Skocz do zawartości

Polerowanie auta pastami Menzerna


kriss17071989

Rekomendowane odpowiedzi

Za mocny docisk, już było napisane dlaczego, tak się stało to po pierwsze, a po drugie na zderzaki plastikowe lepiej jest użyć pomarańczowej gąbki flexi, nie jest tak twarda, praca jest łatwiejsza i dużo bardziej bezpieczniejsza. Takie rzeczy się zdarzają nawet bardziej doświadczonym.

Odnośnik do komentarza
Udostępnij na innych stronach

  • 2 tygodnie później...

Uważacie, że nie ma co zaczynać od ostrej kombinacji na samym początku typu FG500 + biały flexipad cutting,czy futro, z czym się zgodzę.

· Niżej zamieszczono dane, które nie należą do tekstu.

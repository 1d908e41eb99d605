//! Campaign list filters parsed from loosely-typed query parameters.
//!
//! Every filter has a current key and a legacy key still sent by older
//! clients. The current key wins when it is present and non-blank.

use std::collections::HashMap;

use chrono::{DateTime, NaiveDateTime, Utc};
use uuid::Uuid;

use crate::{
    error::{AppError, AppResult},
    models::Campaign,
    validation::NAME_MAX_LEN,
};

pub type QueryMap = HashMap<String, String>;

#[derive(Debug, Clone, Default, PartialEq)]
pub struct CampaignFilter {
    pub name: Option<String>,
    pub category_id: Option<Uuid>,
    pub business_id: Option<Uuid>,
    pub active: Option<bool>,
    pub start_from: Option<DateTime<Utc>>,
    pub start_to: Option<DateTime<Utc>>,
    pub end_from: Option<DateTime<Utc>>,
    pub end_to: Option<DateTime<Utc>>,
}

impl CampaignFilter {
    pub fn from_params(params: &QueryMap) -> AppResult<Self> {
        let filter = Self {
            name: parse_name(params)?,
            category_id: parse_uuid(params, "category_fk", "category_id")?,
            business_id: parse_uuid(params, "business_fk", "business_id")?,
            active: parse_active(params)?,
            start_from: parse_instant(params, "start_from", "start_date_from")?,
            start_to: parse_instant(params, "start_to", "start_date_to")?,
            end_from: parse_instant(params, "end_from", "end_date_from")?,
            end_to: parse_instant(params, "end_to", "end_date_to")?,
        };
        validate_range("start", filter.start_from, filter.start_to)?;
        validate_range("end", filter.end_from, filter.end_to)?;
        Ok(filter)
    }

    pub fn matches(&self, campaign: &Campaign) -> bool {
        if let Some(name) = &self.name {
            if !campaign
                .name
                .to_lowercase()
                .contains(&name.to_lowercase())
            {
                return false;
            }
        }
        self.category_id.is_none_or(|id| campaign.category_id == id)
            && self.business_id.is_none_or(|id| campaign.business_id == id)
            && self.active.is_none_or(|active| campaign.active == active)
            && self.start_from.is_none_or(|from| campaign.start_date >= from)
            && self.start_to.is_none_or(|to| campaign.start_date <= to)
            && self.end_from.is_none_or(|from| campaign.end_date >= from)
            && self.end_to.is_none_or(|to| campaign.end_date <= to)
    }
}

fn pick<'a>(params: &'a QueryMap, current: &str, legacy: &str) -> Option<&'a str> {
    let non_blank = |key: &str| {
        params
            .get(key)
            .map(|v| v.trim())
            .filter(|v| !v.is_empty())
    };
    non_blank(current).or_else(|| non_blank(legacy))
}

pub fn parse_name(params: &QueryMap) -> AppResult<Option<String>> {
    let Some(name) = pick(params, "name", "q") else {
        return Ok(None);
    };
    if name.chars().count() > NAME_MAX_LEN {
        return Err(AppError::bad_request(format!(
            "name filter must be at most {NAME_MAX_LEN} characters"
        )));
    }
    Ok(Some(name.to_string()))
}

pub fn parse_uuid(params: &QueryMap, current: &str, legacy: &str) -> AppResult<Option<Uuid>> {
    pick(params, current, legacy)
        .map(|raw| {
            Uuid::parse_str(raw)
                .map_err(|_| AppError::bad_request(format!("{current} must be a valid UUID")))
        })
        .transpose()
}

/// Absent or blank means "no filter", never `false`.
pub fn parse_active(params: &QueryMap) -> AppResult<Option<bool>> {
    let Some(raw) = pick(params, "active", "is_active") else {
        return Ok(None);
    };
    if raw.eq_ignore_ascii_case("true") {
        Ok(Some(true))
    } else if raw.eq_ignore_ascii_case("false") {
        Ok(Some(false))
    } else {
        Err(AppError::bad_request("active must be true or false"))
    }
}

pub fn parse_instant(
    params: &QueryMap,
    current: &str,
    legacy: &str,
) -> AppResult<Option<DateTime<Utc>>> {
    pick(params, current, legacy)
        .map(|raw| {
            parse_datetime(raw).ok_or_else(|| {
                AppError::bad_request(format!("{current} must be an ISO-8601 date-time"))
            })
        })
        .transpose()
}

/// RFC 3339 instants and offset date-times, or zone-less local date-times
/// read as UTC.
pub fn parse_datetime(raw: &str) -> Option<DateTime<Utc>> {
    if let Ok(dt) = DateTime::parse_from_rfc3339(raw) {
        return Some(dt.with_timezone(&Utc));
    }
    ["%Y-%m-%dT%H:%M:%S%.f", "%Y-%m-%dT%H:%M"]
        .iter()
        .find_map(|fmt| NaiveDateTime::parse_from_str(raw, fmt).ok())
        .map(|naive| naive.and_utc())
}

fn validate_range(
    label: &str,
    from: Option<DateTime<Utc>>,
    to: Option<DateTime<Utc>>,
) -> AppResult<()> {
    match (from, to) {
        (Some(from), Some(to)) if from > to => Err(AppError::bad_request(format!(
            "{label}_from must not be after {label}_to"
        ))),
        _ => Ok(()),
    }
}

#[cfg(test)]
mod tests {
    use super::*;
    use chrono::TimeZone;

    fn params(pairs: &[(&str, &str)]) -> QueryMap {
        pairs
            .iter()
            .map(|(k, v)| (k.to_string(), v.to_string()))
            .collect()
    }

    #[test]
    fn name_accepts_current_and_legacy_keys() {
        assert_eq!(parse_name(&params(&[("q", "X")])).unwrap(), Some("X".into()));
        assert_eq!(parse_name(&params(&[("name", "X")])).unwrap(), Some("X".into()));
        assert_eq!(
            parse_name(&params(&[("name", "new"), ("q", "old")])).unwrap(),
            Some("new".into())
        );
        assert_eq!(
            parse_name(&params(&[("name", "  "), ("q", "old")])).unwrap(),
            Some("old".into())
        );
    }

    #[test]
    fn name_longer_than_limit_is_rejected() {
        let long = "a".repeat(121);
        let err = parse_name(&params(&[("name", &long)])).unwrap_err();
        assert!(matches!(err, AppError::BadRequest(_)));

        let exact = "a".repeat(120);
        assert!(parse_name(&params(&[("name", &exact)])).unwrap().is_some());
    }

    #[test]
    fn uuid_filters_prefer_fk_keys() {
        let current = Uuid::new_v4();
        let legacy = Uuid::new_v4();
        let map = params(&[
            ("category_fk", &current.to_string()),
            ("category_id", &legacy.to_string()),
        ]);
        assert_eq!(
            parse_uuid(&map, "category_fk", "category_id").unwrap(),
            Some(current)
        );

        let map = params(&[("business_id", &legacy.to_string())]);
        assert_eq!(
            parse_uuid(&map, "business_fk", "business_id").unwrap(),
            Some(legacy)
        );
        assert_eq!(parse_uuid(&params(&[]), "business_fk", "business_id").unwrap(), None);
    }

    #[test]
    fn malformed_uuid_is_rejected() {
        let map = params(&[("category_fk", "not-a-uuid")]);
        assert!(matches!(
            parse_uuid(&map, "category_fk", "category_id"),
            Err(AppError::BadRequest(_))
        ));
    }

    #[test]
    fn active_is_case_insensitive_and_optional() {
        assert_eq!(parse_active(&params(&[("active", "TRUE")])).unwrap(), Some(true));
        assert_eq!(parse_active(&params(&[("active", "False")])).unwrap(), Some(false));
        assert_eq!(parse_active(&params(&[])).unwrap(), None);
        assert_eq!(parse_active(&params(&[("active", "")])).unwrap(), None);
        assert!(parse_active(&params(&[("active", "yes")])).is_err());
    }

    #[test]
    fn datetimes_accept_instant_offset_and_local_forms() {
        let expected = Utc.with_ymd_and_hms(2025, 1, 1, 10, 0, 0).unwrap();
        assert_eq!(parse_datetime("2025-01-01T10:00:00Z"), Some(expected));
        assert_eq!(parse_datetime("2025-01-01T12:00:00+02:00"), Some(expected));
        assert_eq!(parse_datetime("2025-01-01T10:00:00"), Some(expected));
        assert_eq!(parse_datetime("2025-01-01T10:00"), Some(expected));
        assert_eq!(parse_datetime("2025-01-01T10:00:00.000"), Some(expected));
        assert_eq!(parse_datetime("01/01/2025"), None);
    }

    #[test]
    fn unparseable_datetime_is_rejected() {
        let map = params(&[("start_from", "tomorrow")]);
        assert!(CampaignFilter::from_params(&map).is_err());
    }

    #[test]
    fn inverted_ranges_are_rejected_independently() {
        let map = params(&[
            ("start_from", "2025-02-01T00:00:00Z"),
            ("start_to", "2025-01-01T00:00:00Z"),
        ]);
        assert!(CampaignFilter::from_params(&map).is_err());

        let map = params(&[
            ("end_date_from", "2025-02-01T00:00:00Z"),
            ("end_date_to", "2025-01-01T00:00:00Z"),
        ]);
        assert!(CampaignFilter::from_params(&map).is_err());

        // start_from after end_to is a different range and is allowed
        let map = params(&[
            ("start_from", "2025-02-01T00:00:00Z"),
            ("end_to", "2025-01-01T00:00:00Z"),
        ]);
        assert!(CampaignFilter::from_params(&map).is_ok());
    }

    #[test]
    fn filter_matches_campaign_fields() {
        let now = Utc::now();
        let campaign = Campaign {
            id: Uuid::new_v4(),
            name: "Summer Sale".into(),
            description: None,
            start_date: Utc.with_ymd_and_hms(2025, 6, 1, 0, 0, 0).unwrap(),
            end_date: Utc.with_ymd_and_hms(2025, 8, 31, 0, 0, 0).unwrap(),
            category_id: Uuid::new_v4(),
            business_id: Uuid::new_v4(),
            active: true,
            created_at: now,
            last_update: now,
        };

        let filter = CampaignFilter {
            name: Some("summer".into()),
            active: Some(true),
            start_from: Some(Utc.with_ymd_and_hms(2025, 5, 1, 0, 0, 0).unwrap()),
            ..Default::default()
        };
        assert!(filter.matches(&campaign));

        let filter = CampaignFilter {
            business_id: Some(Uuid::new_v4()),
            ..Default::default()
        };
        assert!(!filter.matches(&campaign));

        let filter = CampaignFilter {
            end_to: Some(Utc.with_ymd_and_hms(2025, 7, 1, 0, 0, 0).unwrap()),
            ..Default::default()
        };
        assert!(!filter.matches(&campaign));
    }
}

Więc jeżeli chodzi o mniej agresywną kombinację to może być użyte FG500 na pomarańczowym flexipadzie polishing, czy raczej mniej tnąca pasta typu PG1000/PF2500 na białym padzie cutting ?

Odnośnik do komentarza
Udostępnij na innych stronach

  • 3 tygodnie później...

Dzisiaj kolega lakiernik przyjechał do mnie Skodą Fabią, świeżo "wypolerowaną". Pomijam fakt mnóstwa swirli po furze z G3, ale jakie tam jest wyraziste ziarno! Lakier mokry prawie jak woda i ogólnie z daleka świetny look.

Ale, moje pytanie dotyczy właśnie tego ziarna. Czy jego widoczność zależy tylko i wyłącznie od tego ile go dodadzą podczas malowania, czy odpowiednio pastami można wyciągnąć go troszkę na wierzch? Kiedyś obiła mi się taka teoria o uszy, że SF4000 właśnie działa takie cuda, ale chciałbym się doedukować w tym temacie.

Odnośnik do komentarza
Udostępnij na innych stronach

  • 3 tygodnie później...
Mam pytanie odnośnie kombinacji futra flexi pad i menzerny fg500. Polerowałem lakier lc9z w swoim golfie i odziwo w/w kombinacja nie ścinała płytkich rys. Polerka to eurotek. Lakiery vw są twarde , ale żęby aż tak? Za słaby docisk?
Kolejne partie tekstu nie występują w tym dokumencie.